L’annonce par les services vétérinaires russes de l’exportation d’une cargaison de boyaux de porc depuis la région de Koursk vers le Maroc avait suscité une vive polémique dans l’opinion publique. Face aux interrogations, l’association a apporté plusieurs précisions afin de rassurer sur la destination réelle de ces produits.

Selon l’organisation professionnelle, cette opération s’inscrit dans le cadre du régime d’importation temporaire pour transformation et réexportation. Il s’agit d’une pratique industrielle courante au Maroc depuis plus de vingt ans, consistant à importer une matière première destinée à être traitée dans des unités locales avant d’être entièrement renvoyée vers les marchés étrangers, sans intégration dans la chaîne alimentaire nationale.
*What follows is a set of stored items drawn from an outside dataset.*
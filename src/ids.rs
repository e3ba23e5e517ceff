//! Random identifiers for events and subscriber registrations.
//!
//! Identifiers are 16 characters drawn from `[a-zA-Z0-9]`, which gives
//! roughly 95 bits of entropy: unguessable and unique enough for the
//! lifetime of a process. The randomness source is the thread-local RNG,
//! so generation is safe from any number of concurrent tasks.

use std::fmt;

use rand::distributions::Alphanumeric;
use rand::Rng;
use serde::{Deserialize, Serialize};

/// Length of every generated identifier.
pub const ID_LEN: usize = 16;

/// Generate a random alphanumeric identifier.
pub fn random_id() -> String {
    rand::thread_rng()
        .sample_iter(&Alphanumeric)
        .take(ID_LEN)
        .map(char::from)
        .collect()
}

macro_rules! random_id_type {
    ($(#[$meta:meta])* $name:ident) => {
        $(#[$meta])*
        #[derive(Clone, Debug, Hash, Eq, PartialEq, Serialize, Deserialize)]
        #[serde(transparent)]
        pub struct $name(String);

        impl $name {
            pub fn new() -> Self {
                Self(random_id())
            }

            pub fn from_raw(s: impl Into<String>) -> Self {
                Self(s.into())
            }

            pub fn as_str(&self) -> &str {
                &self.0
            }
        }

        impl Default for $name {
            fn default() -> Self {
                Self::new()
            }
        }

        impl fmt::Display for $name {
            fn fmt(&self, f: &mut fmt::Formatter<'_>) -> fmt::Result {
                f.write_str(&self.0)
            }
        }

        impl AsRef<str> for $name {
            fn as_ref(&self) -> &str {
                &self.0
            }
        }
    };
}

random_id_type!(
    /// Identifier attached to a published event at creation.
    EventId
);
random_id_type!(
    /// Identifier assigned by the broadcaster when a subscriber registers.
    SubscriberId
);
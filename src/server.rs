//! Server startup

use std::future::Future;
use std::net::SocketAddr;
use std::sync::Arc;

use crate::broadcast::Broadcaster;
use crate::config::Config;
use crate::engine::HelloSchema;
use crate::transport::{create_router, AppState};

/// Handle returned by [`start`]; keeps the server task alive
pub struct ServerHandle {
    pub addr: SocketAddr,
    pub schema: HelloSchema,
    task: tokio::task::JoinHandle<()>,
}

impl ServerHandle {
    /// Stop accepting connections
    pub fn abort(&self) {
        self.task.abort();
    }
}

/// Bind the listener and serve in the background
///
/// Port 0 picks a free port; the bound address is on the handle.
pub async fn start(config: Config) -> std::io::Result<ServerHandle> {
    let (listener, schema, app) = bind(&config).await?;
    let addr = listener.local_addr()?;

    let task = tokio::spawn(async move {
        if let Err(err) = axum::serve(listener, app).await {
            tracing::error!(error = %err, "Server stopped");
        }
    });

    Ok(ServerHandle { addr, schema, task })
}

/// Serve in the foreground until `shutdown` resolves
pub async fn run(config: Config, shutdown: impl Future<Output = ()> + Send + 'static) -> std::io::Result<()> {
    let (listener, _schema, app) = bind(&config).await?;
    axum::serve(listener, app)
        .with_graceful_shutdown(shutdown)
        .await
}

async fn bind(config: &Config) -> std::io::Result<(tokio::net::TcpListener, HelloSchema, axum::Router)> {
    let schema = HelloSchema::new(Broadcaster::new(config.broadcaster.clone()));

    let listener = tokio::net::TcpListener::bind(("0.0.0.0", config.port)).await?;
    let local_addr = listener.local_addr()?;

    let state = AppState::new(schema.clone(), local_addr.port(), config.keep_alive);
    let app = create_router(Arc::new(state));

    tracing::info!(port = local_addr.port(), "Listening for GraphQL on /graphql");
    Ok((listener, schema, app))
}
//! Process and broadcaster configuration

use std::env;
use std::time::Duration;

use crate::error::ConfigError;

/// Default HTTP listening port
pub const DEFAULT_PORT: u16 = 8080;

/// Environment variable overriding the listening port
pub const PORT_ENV: &str = "HTTP_PORT";

/// Tuning knobs for the [`Broadcaster`](crate::broadcast::Broadcaster)
#[derive(Clone, Debug)]
pub struct BroadcasterConfig {
    /// How long one delivery task waits for a subscriber's sink
    pub delivery_timeout: Duration,
    /// How long `publish` waits for the loop to accept an event
    pub publish_timeout: Duration,
    /// How long `register` waits for the loop; `None` waits forever
    pub register_timeout: Option<Duration>,
    /// Capacity of the register and publish request queues
    pub queue_capacity: usize,
}

impl Default for BroadcasterConfig {
    fn default() -> Self {
        Self {
            delivery_timeout: Duration::from_secs(1),
            publish_timeout: Duration::from_secs(1),
            register_timeout: Some(Duration::from_secs(5)),
            queue_capacity: 1,
        }
    }
}

/// Server configuration
#[derive(Clone, Debug)]
pub struct Config {
    pub port: u16,
    pub broadcaster: BroadcasterConfig,
    /// Interval between graphql-ws `ka` frames
    pub keep_alive: Duration,
}

impl Default for Config {
    fn default() -> Self {
        Self {
            port: DEFAULT_PORT,
            broadcaster: BroadcasterConfig::default(),
            keep_alive: Duration::from_secs(20),
        }
    }
}

impl Config {
    /// Load configuration from the process environment
    pub fn from_env() -> Result<Self, ConfigError> {
        Self::from_port_var(env::var(PORT_ENV).ok())
    }

    fn from_port_var(port: Option<String>) -> Result<Self, ConfigError> {
        let mut config = Self::default();
        match port {
            Some(value) if !value.is_empty() => {
                config.port = value.parse().map_err(|e: std::num::ParseIntError| {
                    ConfigError::InvalidPort {
                        value: value.clone(),
                        reason: e.to_string(),
                    }
                })?;
            }
            _ => {}
        }
        Ok(config)
    }
}
//! Subscription Hub
//!
//! A GraphQL server demonstrating real-time event delivery: one published
//! event is fanned out to a changing set of websocket subscribers, each behind
//! its own possibly slow or already-closed connection.
//!
//! # Modules
//!
//! - `ids`: random identifiers for events and subscribers
//! - `event`: the published event type
//! - `broadcast`: the broadcaster actor owning the subscriber registry
//! - `bridge`: per-subscription task forwarding engine output to a transport sink
//! - `engine`: execution engine boundary and the demo `HelloSchema`
//! - `transport`: graphql-ws websocket handler, HTTP router and GraphiQL page
//! - `config`: process and broadcaster configuration
//! - `server`: listener startup
//!
//! # Example
//!
//! ```no_run
//! use subscription_hub::broadcast::Broadcaster;
//! use subscription_hub::config::BroadcasterConfig;
//! use subscription_hub::engine::{HelloSaid, HelloSchema};
//! use subscription_hub::event::Event;
//!
//! # async fn demo() {
//! let broadcaster = Broadcaster::new(BroadcasterConfig::default());
//! let schema = HelloSchema::new(broadcaster.clone());
//! broadcaster.publish(Event::new(HelloSaid { msg: "hi".into() })).await;
//! # let _ = schema;
//! # }
//! ```

pub mod bridge;
pub mod broadcast;
pub mod config;
pub mod engine;
pub mod error;
pub mod event;
pub mod ids;
pub mod server;
pub mod transport;

// Re-export commonly used items at crate root
pub use bridge::{BridgeExit, SubscriptionRequest, TransportSink};
pub use broadcast::Broadcaster;
pub use config::{BroadcasterConfig, Config};
pub use engine::{ExecutionEngine, GraphQLResponse, HelloSchema, Request};
pub use error::{BridgeError, BroadcastError, EngineError, HubResult, TransportError};
pub use event::Event;
pub use ids::{EventId, SubscriberId};

/// Library version
pub const VERSION: &str = env!("CARGO_PKG_VERSION");

/// Library name
pub const NAME: &str = env!("CARGO_PKG_NAME");
//! Subscription Hub - Binary Entry Point
//!
//! Serves GraphiQL on `/` and GraphQL on `/graphql`. The port comes from
//! `HTTP_PORT` (default 8080); log filtering from `RUST_LOG`.

use subscription_hub::config::Config;
use subscription_hub::error::HubResult;
use tracing_subscriber::EnvFilter;

#[tokio::main]
async fn main() -> HubResult<()> {
    tracing_subscriber::fmt()
        .with_env_filter(EnvFilter::try_from_default_env().unwrap_or_else(|_| EnvFilter::new("info")))
        .init();

    let config = Config::from_env()?;
    tracing::info!(port = config.port, version = subscription_hub::VERSION, "Starting subscription hub");

    subscription_hub::server::run(config, shutdown_signal()).await?;

    tracing::info!("Shut down");
    Ok(())
}

async fn shutdown_signal() {
    if let Err(err) = tokio::signal::ctrl_c().await {
        tracing::error!(error = %err, "Failed to listen for ctrl+c");
        std::future::pending::<()>().await;
    }
}
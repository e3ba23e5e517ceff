//! Event broadcaster
//!
//! A single-owner actor holding the set of live subscribers. Registration,
//! unregistration and publishing are all messages into one serial loop.
//!
//! ## Delivery
//! - Each publish spawns one delivery task per current subscriber; the loop
//!   never waits on them
//! - A delivery gives up after the configured timeout (slow consumer, event
//!   dropped for that subscriber only)
//! - A subscriber whose cancel signal fired is removed instead of delivered to

pub mod broadcaster;
pub mod subscriber;

pub use broadcaster::Broadcaster;
pub use subscriber::{Delivery, Subscriber};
Pour dissiper toute confusion concernant la fabrication des saucisses consommées au Maroc, l’association souligne que les boyaux de porc ne correspondent ni par leur forme ni par leur taille aux besoins du marché local. Les préparations nationales utilisent exclusivement des boyaux issus de moutons, de chèvres ou de bovins provenant des abattages locaux.

Le secteur est par ailleurs soumis au contrôle strict de l’Office national de sécurité sanitaire des produits alimentaires (ONSSA), présenté comme une véritable « soupape de sécurité » . Un système de traçabilité rigoureux permet de suivre les cargaisons depuis leur arrivée dans les ports marocains jusqu’à leur réexportation, garantissant ainsi l’absence de toute commercialisation sur le marché domestique.

Selon les professionnels, cette activité remonte aux années 1920, avant de se structurer davantage dans les années 1990 avec l’appui des services vétérinaires. Aujourd’hui, environ 25 entreprises marocaines sont agréées pour exporter vers des marchés exigeants tels que l’Union européenne, les États-Unis et le Japon. Ensemble, elles transforment près de 20.000 tonnes de produits chaque année.